Causes and Consequences of the Independence of Mexico
Miscellanea / / July 04, 2021
As with almost all the Latin American republics, the Mexico's independence It constituted a long historical, political and social process that put an end through arms to Spanish rule over this nation of the American continent.
This process began with the French invasion of the Kingdom of Spain in 1808, in which King Fernando VII was deposed. This weakened the presence of the Spanish Crown in the colonies and it was taken advantage of by the elites American enlightened women to proclaim their disobedience to the imposed king, thus taking the first steps towards independence.

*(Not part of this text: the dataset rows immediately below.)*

//! Reusable UI component modules.
//!
//! SYSTEM CONTEXT
//! ==============
//! Components render shared chrome (navbar, footer, dialogs) and catalog
//! cards while reading shared state from Leptos context providers.

pub mod confirm_dialog;
pub mod footer;
pub mod list_status;
pub mod navbar;
pub mod notice_banner;
pub mod provider_card;
pub mod review_card;
pub mod service_card;
pub mod stars;
pub mod status_badge;
impl ApiClient {
    #[must_use]
    pub fn new(base_url: &str, auth: RwSignal<AuthState>) -> Self {
        Self { base_url: Arc::from(base_url.trim_end_matches('/')), auth }
    }

    #[must_use]
    pub fn base_url(&self) -> &str {
        &self.base_url
    }

    #[must_use]
    pub fn auth(&self) -> RwSignal<AuthState> {
        self.auth
    }

    // =========================================================================
    // AUTH
    // =========================================================================

    /// `POST /auth/register`.
    ///
    /// # Errors
    ///
    /// Returns an `ApiError` if the request fails or the account is rejected.
    pub async fn register(&self, request: &RegisterRequest) -> Result<AuthSession, ApiError> {
        self.fetch(endpoints::auth::register(), Body::json(request)?).await
    }

    /// `POST /auth/login`.
    ///
    /// # Errors
    ///
    /// Returns an `ApiError` if the request fails or the credentials are rejected.
    pub async fn login(&self, request: &LoginRequest) -> Result<AuthSession, ApiError> {
        self.fetch(endpoints::auth::login(), Body::json(request)?).await
    }

    /// `GET /auth/me`.
    ///
    /// # Errors
    ///
    /// Returns an `ApiError` if the request fails or the token is invalid.
    pub async fn me(&self) -> Result<User, ApiError> {
        self.fetch(endpoints::auth::me(), Body::Empty).await
    }

    // =========================================================================
    // SERVICES
    // =========================================================================

    /// `GET /services`, optionally filtered server-side by category.
    ///
    /// # Errors
    ///
    /// Returns an `ApiError` if the request fails.
    pub async fn list_services(&self, category: Option<&str>) -> Result<Vec<Service>, ApiError> {
        self.fetch(endpoints::services::list(category), Body::Empty).await
    }

    /// `GET /services/{id}`.
    ///
    /// # Errors
    ///
    /// Returns an `ApiError` if the request fails.
    pub async fn get_service(&self, id: i64) -> Result<Service, ApiError> {
        self.fetch(endpoints::services::get(id), Body::Empty).await
    }

    /// `POST /services`.
    ///
    /// # Errors
    ///
    /// Returns an `ApiError` if the request fails or validation is rejected.
    pub async fn create_service(&self, payload: &ServicePayload) -> Result<(), ApiError> {
        self.execute(endpoints::services::create(), Body::json(payload)?).await
    }

    /// `PUT /services/{id}`.
    ///
    /// # Errors
    ///
    /// Returns an `ApiError` if the request fails or validation is rejected.
    pub async fn update_service(&self, id: i64, payload: &ServicePayload) -> Result<(), ApiError> {
        self.execute(endpoints::services::update(id), Body::json(payload)?).await
    }

    /// `DELETE /services/{id}`.
    ///
    /// # Errors
    ///
    /// Returns an `ApiError` if the request fails.
    pub async fn delete_service(&self, id: i64) -> Result<(), ApiError> {
        self.execute(endpoints::services::delete(id), Body::Empty).await
    }

    // =========================================================================
    // PROVIDERS
    // =========================================================================

    /// `GET /providers`.
    ///
    /// # Errors
    ///
    /// Returns an `ApiError` if the request fails.
    pub async fn list_providers(&self) -> Result<Vec<Provider>, ApiError> {
        self.fetch(endpoints::providers::list(), Body::Empty).await
    }

    /// `GET /providers/{id}`.
    ///
    /// # Errors
    ///
    /// Returns an `ApiError` if the request fails or the provider is unknown.
    pub async fn get_provider(&self, id: i64) -> Result<Provider, ApiError> {
        self.fetch(endpoints::providers::get(id), Body::Empty).await
    }

    /// `GET /providers/service/{service_id}`: providers offering a service.
    ///
    /// # Errors
    ///
    /// Returns an `ApiError` if the request fails.
    pub async fn providers_for_service(&self, service_id: i64) -> Result<Vec<Provider>, ApiError> {
        self.fetch(endpoints::providers::by_service(service_id), Body::Empty).await
    }

    /// `PUT /providers/profile`.
    ///
    /// # Errors
    ///
    /// Returns an `ApiError` if the request fails.
    pub async fn update_provider_profile(&self, profile: &ProviderProfile) -> Result<(), ApiError> {
        self.execute(endpoints::providers::update_profile(), Body::json(profile)?).await
    }

    /// `PUT /providers/services` with `{ "serviceIds": [...] }`.
    ///
    /// # Errors
    ///
    /// Returns an `ApiError` if the request fails.
    pub async fn set_provider_services(&self, service_ids: &[i64]) -> Result<(), ApiError> {
        let body = Body::Json(serde_json::json!({ "serviceIds": service_ids }));
        self.execute(endpoints::providers::set_services(), body).await
    }

    /// `PUT /providers/availability` with `{ "availability": [...] }`.
    ///
    /// # Errors
    ///
    /// Returns an `ApiError` if the request fails.
    pub async fn set_provider_availability(&self, availability: &[AvailabilitySlot]) -> Result<(), ApiError> {
        let body = Body::json(&serde_json::json!({ "availability": availability }))?;
        self.execute(endpoints::providers::set_availability(), body).await
    }

    // =========================================================================
    // APPOINTMENTS
    // =========================================================================

    /// `POST /appointments`.
    ///
    /// # Errors
    ///
    /// Returns an `ApiError` if the request fails or the slot is taken.
    pub async fn create_appointment(&self, booking: &NewAppointment) -> Result<(), ApiError> {
        self.execute(endpoints::appointments::create(), Body::json(booking)?).await
    }

    /// `GET /appointments/my`.
    ///
    /// # Errors
    ///
    /// Returns an `ApiError` if the request fails.
    pub async fn my_appointments(&self, status: Option<AppointmentStatus>) -> Result<Vec<Appointment>, ApiError> {
        self.fetch(endpoints::appointments::list_mine(status), Body::Empty).await
    }

    /// `GET /appointments/provider`.
    ///
    /// # Errors
    ///
    /// Returns an `ApiError` if the request fails.
    pub async fn provider_appointments(
        &self,
        status: Option<AppointmentStatus>,
        date: Option<&str>,
    ) -> Result<Vec<Appointment>, ApiError> {
        self.fetch(endpoints::appointments::list_for_provider(status, date), Body::Empty).await
    }

    /// `PUT /appointments/{id}/status`.
    ///
    /// # Errors
    ///
    /// Returns an `ApiError` if the request fails.
    pub async fn update_appointment_status(&self, id: i64, status: AppointmentStatus) -> Result<(), ApiError> {
        let body = Body::Json(serde_json::json!({ "status": status.as_str() }));
        self.execute(endpoints::appointments::update_status(id), body).await
    }

    /// `PUT /appointments/{id}/cancel`.
    ///
    /// # Errors
    ///
    /// Returns an `ApiError` if the request fails.
    pub async fn cancel_appointment(&self, id: i64) -> Result<(), ApiError> {
        self.execute(endpoints::appointments::cancel(id), Body::Empty).await
    }

    /// `GET /appointments/slots` for one provider and ISO date.
    ///
    /// # Errors
    ///
    /// Returns an `ApiError` if the request fails.
    pub async fn available_slots(&self, provider_id: i64, date: &str) -> Result<Vec<String>, ApiError> {
        let response: SlotsResponse =
            self.fetch(endpoints::appointments::available_slots(provider_id, date), Body::Empty).await?;
        Ok(response.slots)
    }

    // =========================================================================
    // REVIEWS
    // =========================================================================

    /// `GET /reviews`.
    ///
    /// # Errors
    ///
    /// Returns an `ApiError` if the request fails.
    pub async fn list_reviews(&self) -> Result<Vec<Review>, ApiError> {
        self.fetch(endpoints::reviews::list(), Body::Empty).await
    }

    /// `POST /reviews`.
    ///
    /// # Errors
    ///
    /// Returns an `ApiError` if the request fails or the review is rejected.
    pub async fn create_review(&self, review: &NewReview) -> Result<(), ApiError> {
        self.execute(endpoints::reviews::create(), Body::json(review)?).await
    }

    /// `GET /reviews/provider/{id}?page=`.
    ///
    /// # Errors
    ///
    /// Returns an `ApiError` if the request fails.
    pub async fn provider_reviews(&self, provider_id: i64, page: u32) -> Result<ReviewPage, ApiError> {
        self.fetch(endpoints::reviews::list_for_provider(provider_id, page), Body::Empty).await
    }

    /// `GET /reviews/my`.
    ///
    /// # Errors
    ///
    /// Returns an `ApiError` if the request fails.
    pub async fn my_reviews(&self) -> Result<Vec<Review>, ApiError> {
        self.fetch(endpoints::reviews::list_mine(), Body::Empty).await
    }

    /// `DELETE /reviews/{id}`.
    ///
    /// # Errors
    ///
    /// Returns an `ApiError` if the request fails.
    pub async fn delete_review(&self, id: i64) -> Result<(), ApiError> {
        self.execute(endpoints::reviews::delete(id), Body::Empty).await
    }

    // =========================================================================
    // PRODUCTS
    // =========================================================================

    /// `GET /products`.
    ///
    /// # Errors
    ///
    /// Returns an `ApiError` if the request fails.
    pub async fn list_products(&self) -> Result<Vec<Product>, ApiError> {
        self.fetch(endpoints::products::list(), Body::Empty).await
    }

    /// `GET /products/{id}`.
    ///
    /// # Errors
    ///
    /// Returns an `ApiError` if the request fails.
    pub async fn get_product(&self, id: i64) -> Result<Product, ApiError> {
        self.fetch(endpoints::products::get(id), Body::Empty).await
    }

    /// `POST /products` as multipart form data.
    ///
    /// # Errors
    ///
    /// Returns an `ApiError` if the request fails or validation is rejected.
    pub async fn create_product(&self, payload: &ProductPayload, image: Option<ImageUpload>) -> Result<(), ApiError> {
        let body = Body::Multipart { fields: payload.form_fields(), image };
        self.execute(endpoints::products::create(), body).await
    }

    /// `PUT /products/{id}` as multipart form data.
    ///
    /// # Errors
    ///
    /// Returns an `ApiError` if the request fails or validation is rejected.
    pub async fn update_product(
        &self,
        id: i64,
        payload: &ProductPayload,
        image: Option<ImageUpload>,
    ) -> Result<(), ApiError> {
        let body = Body::Multipart { fields: payload.form_fields(), image };
        self.execute(endpoints::products::update(id), body).await
    }

    /// `DELETE /products/{id}`.
    ///
    /// # Errors
    ///
    /// Returns an `ApiError` if the request fails.
    pub async fn delete_product(&self, id: i64) -> Result<(), ApiError> {
        self.execute(endpoints::products::delete(id), Body::Empty).await
    }

    // =========================================================================
    // TRANSPORT
    // =========================================================================

    async fn fetch<T: DeserializeOwned>(&self, endpoint: Endpoint, body: Body) -> Result<T, ApiError> {
        #[cfg(feature = "hydrate")]
        {
            let response = self.dispatch(&endpoint, body).await?;
            response.json::<T>().await.map_err(|e| ApiError::Decode(e.to_string()))
        }
        #[cfg(not(feature = "hydrate"))]
        {
            let _ = (endpoint, body);
            Err(ApiError::Unavailable)
        }
    }

    async fn execute(&self, endpoint: Endpoint, body: Body) -> Result<(), ApiError> {
        #[cfg(feature = "hydrate")]
        {
            self.dispatch(&endpoint, body).await.map(|_| ())
        }
        #[cfg(not(feature = "hydrate"))]
        {
            let _ = (endpoint, body);
            Err(ApiError::Unavailable)
        }
    }

    #[cfg(feature = "hydrate")]
    async fn dispatch(&self, endpoint: &Endpoint, body: Body) -> Result<gloo_net::http::Response, ApiError> {
        use super::endpoints::Method;
        use gloo_net::http::Request;

        let url = endpoint.url(&self.base_url);
        let mut builder = match endpoint.method {
            Method::Get => Request::get(&url),
            Method::Post => Request::post(&url),
            Method::Put => Request::put(&url),
            Method::Delete => Request::delete(&url),
        };
        if !endpoint.query.is_empty() {
            builder = builder.query(endpoint.query.iter().map(|(key, value)| (*key, value.as_str())));
        }
        if let Some(token) = self.auth.get_untracked().token {
            builder = builder.header("Authorization", &bearer_header(&token));
        }

        let request = match body {
            Body::Empty => builder.build(),
            Body::Json(value) => builder.json(&value),
            Body::Multipart { fields, image } => builder.body(multipart_form(&fields, image.as_ref())?),
        }
        .map_err(|e| ApiError::Network(e.to_string()))?;

        let response = request.send().await.map_err(|e| ApiError::Network(e.to_string()))?;
        let status = response.status();
        if status == 401 && tears_down_session(endpoint) {
            leptos::logging::warn!("401 from {}; clearing session", endpoint.path);
            crate::net::session::teardown(self.auth);
            crate::util::auth::hard_redirect("/login");
            return Err(ApiError::Unauthorized);
        }
        if !response.ok() {
            let text = response.text().await.unwrap_or_default();
            return Err(ApiError::Server { status, message: server_error_message(&text) });
        }
        Ok(response)
    }
}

In the Mexican case, the first openly pro-independence gesture was the so-called "Pain scream", of September 16, 1810, occurred in the parish of Dolores in the state of Guanajuato, when the priest Miguel Hidalgo y Costilla, along with Messrs. Juan Allende and Juan Aldama, rang the church bells and addressed the congregation to call for ignorance and disobedience of the viceregal authority of the New Spain.
This gesture was preceded by a
military uprising in 1808 against Viceroy José de Iturrigaray, who proclaimed authority in the absence of the legitimate king; But although the coup d'etat was stifled and the leaders imprisoned, the clamor for independence was spread through various cities of the Viceroyalty, radicalizing their claims as they were suffocated and chased. Thus, demanding the return of Fernando VII, the rebels went to deeper social demands, such as the abolition of slavery.In 1810, the rebel José María Morelos y Pavón summoned the pro-independence provinces to Anahuac Congress, where to provide the independence movement with its own legal framework. This armed movement was however reduced to guerrilla warfare around 1820 and almost to dispersion, until the proclamation of the Constitution of Cádiz that same year upsets the position of the local elites, who until then had supported to the Viceroy.
From then on, the clergy and aristocracy of New Spain will openly support the independence cause and, led by Agustín de Iturbide and Vicente Guerrero, who unified the rebel fighting efforts under the same banner in the Plan of Iguala from 1821. That same year, Mexican independence would be consummated, with the entry of the Trigarante Army to Mexico City on September 27.